E. coli single-stranded DNA (ssDNA) binding protein (SSB) binds and wraps ssDNA in multiple conformations, plays an important role in DNA replication and repair, and has been utilized in biochemical applications such as increasing PCR specificity and yield. Structurally, SSB consists of an oligonucleotide binding domain (OB) that forms stable tetramers, and an unstructured C-terminal tail with an acidic tip. We use optical tweezers to measure the structure of a long ssDNA saturated with SSB. While low SSB concentrations stably contract the ssDNA with large amplitude, higher concentrations force bound SSB into a less wrapped conformation, decreasing binding site size and extending the substrate. This is consistent with the conformation of the SSB-ssDNA complex regulated through competitive binding, wherein increased protein density destabilizes higher order wrapped states and promotes the dissociation of excess SSB from the substrate.

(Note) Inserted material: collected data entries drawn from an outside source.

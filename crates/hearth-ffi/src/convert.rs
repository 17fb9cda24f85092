//! Conversions between core types and their `#[repr(C)]` mirrors, plus the
//! release walkers that undo every allocation the exports hand out.
//!
//! Output conversion allocates with `CString`/`Vec` and transfers ownership
//! to the caller; the matching free functions reconstruct the owners and drop
//! them. A conversion that fails halfway frees whatever it already built, so
//! a failed call never leaks and never exposes a partial result.

use std::ffi::{CStr, CString};
use std::os::raw::c_char;
use std::ptr::null_mut;

use hearth_types::{
    Channel, MediaCoordinates, MediaItem, MediaKind, MediaPayload, Message, Timestamp,
};

use crate::abi::{
    HearthChannel, HearthChannelArray, HearthMediaCoordinates, HearthMediaItem, HearthMediaKind,
    HearthMediaPayload, HearthMediaTag, HearthMessage, HearthMessageArray, HearthPermissions,
};
use crate::status::{HEARTH_ERR_ALLOCATION, HEARTH_ERR_CONSTRAINT};

// ── Input: borrowed caller data → owned core types ──

/// Read an optional C string. Null is "absent"; invalid UTF-8 rejects the
/// batch it arrived in.
pub(crate) unsafe fn import_opt_str<'a>(ptr: *const c_char) -> Result<Option<&'a str>, i32> {
    if ptr.is_null() {
        return Ok(None);
    }
    CStr::from_ptr(ptr)
        .to_str()
        .map(Some)
        .map_err(|_| HEARTH_ERR_CONSTRAINT)
}

pub(crate) unsafe fn import_message(msg: &HearthMessage) -> Result<Message, i32> {
    let text = import_opt_str(msg.text)?.map(str::to_owned);
    let media = import_payload(&msg.media)?;
    Ok(Message {
        id: msg.id,
        flags: msg.flags,
        text,
        media,
        sender: msg.sender,
        channel: msg.channel,
        sent_at: Timestamp::new(msg.sent_at_secs, msg.sent_at_nanos),
        reply_id: msg.reply_id,
    })
}

/// Decode the flat tagged payload, enforcing that the tag and the item count
/// agree before anything touches the store.
unsafe fn import_payload(payload: &HearthMediaPayload) -> Result<MediaPayload, i32> {
    match payload.tag {
        HearthMediaTag::None => {
            if payload.len != 0 {
                return Err(HEARTH_ERR_CONSTRAINT);
            }
            Ok(MediaPayload::None)
        }
        HearthMediaTag::Single => {
            if payload.len != 1 || payload.items.is_null() {
                return Err(HEARTH_ERR_CONSTRAINT);
            }
            Ok(MediaPayload::Single(import_item(&*payload.items)?))
        }
        HearthMediaTag::Group => {
            if payload.len == 0 {
                return Ok(MediaPayload::Group(Vec::new()));
            }
            if payload.items.is_null() {
                return Err(HEARTH_ERR_CONSTRAINT);
            }
            let raw = std::slice::from_raw_parts(payload.items, payload.len);
            let mut items = Vec::with_capacity(raw.len());
            for item in raw {
                items.push(import_item(item)?);
            }
            Ok(MediaPayload::Group(items))
        }
    }
}

unsafe fn import_item(item: &HearthMediaItem) -> Result<MediaItem, i32> {
    let path = import_opt_str(item.path)?
        .ok_or(HEARTH_ERR_CONSTRAINT)?
        .to_owned();
    let preview = import_opt_str(item.preview)?.map(str::to_owned);
    Ok(MediaItem {
        kind: import_kind(item.kind),
        path,
        preview,
        coordinates: MediaCoordinates {
            x: item.coordinates.x,
            y: item.coordinates.y,
            span_x: item.coordinates.span_x,
            span_y: item.coordinates.span_y,
        },
    })
}

fn import_kind(kind: HearthMediaKind) -> MediaKind {
    match kind {
        HearthMediaKind::Video => MediaKind::Video,
        HearthMediaKind::Image => MediaKind::Image,
        HearthMediaKind::Gif => MediaKind::Gif,
        HearthMediaKind::Audio => MediaKind::Audio,
    }
}

// ── Output: owned core types → caller-owned C data ──

fn export_kind(kind: MediaKind) -> HearthMediaKind {
    match kind {
        MediaKind::Video => HearthMediaKind::Video,
        MediaKind::Image => HearthMediaKind::Image,
        MediaKind::Gif => HearthMediaKind::Gif,
        MediaKind::Audio => HearthMediaKind::Audio,
    }
}

fn export_string(s: &str) -> Result<*mut c_char, i32> {
    CString::new(s)
        .map(CString::into_raw)
        .map_err(|_| HEARTH_ERR_ALLOCATION)
}

fn export_opt_string(s: Option<&str>) -> Result<*mut c_char, i32> {
    match s {
        Some(s) => export_string(s),
        None => Ok(null_mut()),
    }
}

fn export_item(item: &MediaItem) -> Result<HearthMediaItem, i32> {
    let path = export_string(&item.path)?;
    let preview = match export_opt_string(item.preview.as_deref()) {
        Ok(preview) => preview,
        Err(code) => {
            unsafe { free_cstr(path) };
            return Err(code);
        }
    };
    Ok(HearthMediaItem {
        kind: export_kind(item.kind),
        path,
        preview,
        coordinates: HearthMediaCoordinates {
            x: item.coordinates.x,
            y: item.coordinates.y,
            span_x: item.coordinates.span_x,
            span_y: item.coordinates.span_y,
        },
    })
}

fn export_payload(payload: &MediaPayload) -> Result<HearthMediaPayload, i32> {
    let tag = match payload {
        MediaPayload::None => HearthMediaTag::None,
        MediaPayload::Single(_) => HearthMediaTag::Single,
        MediaPayload::Group(_) => HearthMediaTag::Group,
    };
    let items = payload.items();
    if items.is_empty() {
        return Ok(HearthMediaPayload {
            tag,
            len: 0,
            items: null_mut(),
        });
    }

    let mut out = Vec::with_capacity(items.len());
    for item in items {
        match export_item(item) {
            Ok(converted) => out.push(converted),
            Err(code) => {
                unsafe { free_item_fields_of(&out) };
                return Err(code);
            }
        }
    }
    let boxed = out.into_boxed_slice();
    let len = boxed.len();
    Ok(HearthMediaPayload {
        tag,
        len,
        items: Box::into_raw(boxed) as *mut HearthMediaItem,
    })
}

fn export_message(m: &Message) -> Result<HearthMessage, i32> {
    let text = export_opt_string(m.text.as_deref())?;
    let media = match export_payload(&m.media) {
        Ok(media) => media,
        Err(code) => {
            unsafe { free_cstr(text) };
            return Err(code);
        }
    };
    Ok(HearthMessage {
        id: m.id,
        flags: m.flags,
        text,
        media,
        sender: m.sender,
        channel: m.channel,
        sent_at_secs: m.sent_at.secs,
        sent_at_nanos: m.sent_at.nanos,
        reply_id: m.reply_id,
    })
}

pub(crate) fn export_messages(messages: &[Message]) -> HearthMessageArray {
    let mut out = Vec::with_capacity(messages.len());
    for m in messages {
        match export_message(m) {
            Ok(converted) => out.push(converted),
            Err(code) => {
                unsafe { free_message_vec(out) };
                return HearthMessageArray::failure(code);
            }
        }
    }
    let (data, count, capacity) = vec_into_raw(out);
    HearthMessageArray {
        count: count as i64,
        capacity,
        data,
    }
}

fn export_permissions(perms: &[u16]) -> HearthPermissions {
    if perms.is_empty() {
        return HearthPermissions {
            data: null_mut(),
            len: 0,
        };
    }
    let boxed: Box<[u16]> = perms.to_vec().into_boxed_slice();
    let len = boxed.len();
    HearthPermissions {
        data: Box::into_raw(boxed) as *mut u16,
        len,
    }
}

fn export_channel(c: &Channel) -> Result<HearthChannel, i32> {
    let title = export_string(&c.title)?;
    let description = match export_opt_string(c.description.as_deref()) {
        Ok(ptr) => ptr,
        Err(code) => {
            unsafe { free_cstr(title) };
            return Err(code);
        }
    };
    let avatar = match export_opt_string(c.avatar.as_deref()) {
        Ok(ptr) => ptr,
        Err(code) => {
            unsafe {
                free_cstr(title);
                free_cstr(description);
            }
            return Err(code);
        }
    };
    Ok(HearthChannel {
        id: c.id,
        title,
        description,
        avatar,
        created_secs: c.created_at.secs,
        created_nanos: c.created_at.nanos,
        enabled: c.enabled,
        permissions: export_permissions(&c.permissions),
    })
}

pub(crate) fn export_channels(channels: &[Channel]) -> HearthChannelArray {
    let mut out = Vec::with_capacity(channels.len());
    for c in channels {
        match export_channel(c) {
            Ok(converted) => out.push(converted),
            Err(code) => {
                unsafe { free_channel_vec(out) };
                return HearthChannelArray::failure(code);
            }
        }
    }
    let (data, count, capacity) = vec_into_raw(out);
    HearthChannelArray {
        count: count as i64,
        capacity,
        data,
    }
}

fn vec_into_raw<T>(mut v: Vec<T>) -> (*mut T, usize, usize) {
    let data = v.as_mut_ptr();
    let len = v.len();
    let cap = v.capacity();
    std::mem::forget(v);
    (data, len, cap)
}

// ── Release walkers ──

pub(crate) unsafe fn free_cstr(ptr: *mut c_char) {
    if !ptr.is_null() {
        drop(CString::from_raw(ptr));
    }
}

unsafe fn free_item_fields_of(items: &[HearthMediaItem]) {
    for item in items {
        free_cstr(item.path);
        free_cstr(item.preview);
    }
}

pub(crate) unsafe fn free_payload(payload: &HearthMediaPayload) {
    if payload.items.is_null() {
        return;
    }
    let items = Vec::from_raw_parts(payload.items, payload.len, payload.len);
    free_item_fields_of(&items);
}

pub(crate) unsafe fn free_message_fields(m: &HearthMessage) {
    free_cstr(m.text);
    free_payload(&m.media);
}

unsafe fn free_message_vec(messages: Vec<HearthMessage>) {
    for m in &messages {
        free_message_fields(m);
    }
}

pub(crate) unsafe fn free_channel_fields(c: &HearthChannel) {
    free_cstr(c.title);
    free_cstr(c.description);
    free_cstr(c.avatar);
    if !c.permissions.data.is_null() {
        drop(Vec::from_raw_parts(
            c.permissions.data,
            c.permissions.len,
            c.permissions.len,
        ));
    }
}

unsafe fn free_channel_vec(channels: Vec<HearthChannel>) {
    for c in &channels {
        free_channel_fields(c);
    }
}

To determine the role of the C-terminal domain in this regulatory behavior, we measure the binding and wrapping of two C-terminal tail truncations, lacking either the 8-residue acidic tip (SSB-∆C8) or the entire C-terminal tail (SSB-OB). We find that removal of the acidic tip increases the binding affinity, which further increases with the removal of the whole C-terminal tail. Removal of the entire C-terminal tail results in increased biphasic binding as well as a greatly reduced direct dissociation rate. These results suggest that the C-terminal tails do not facilitate the SSB-SSB interactions that are responsible for cooperativity, but instead moderate the binding to and wrapping of ssDNA by competing for OB binding sites.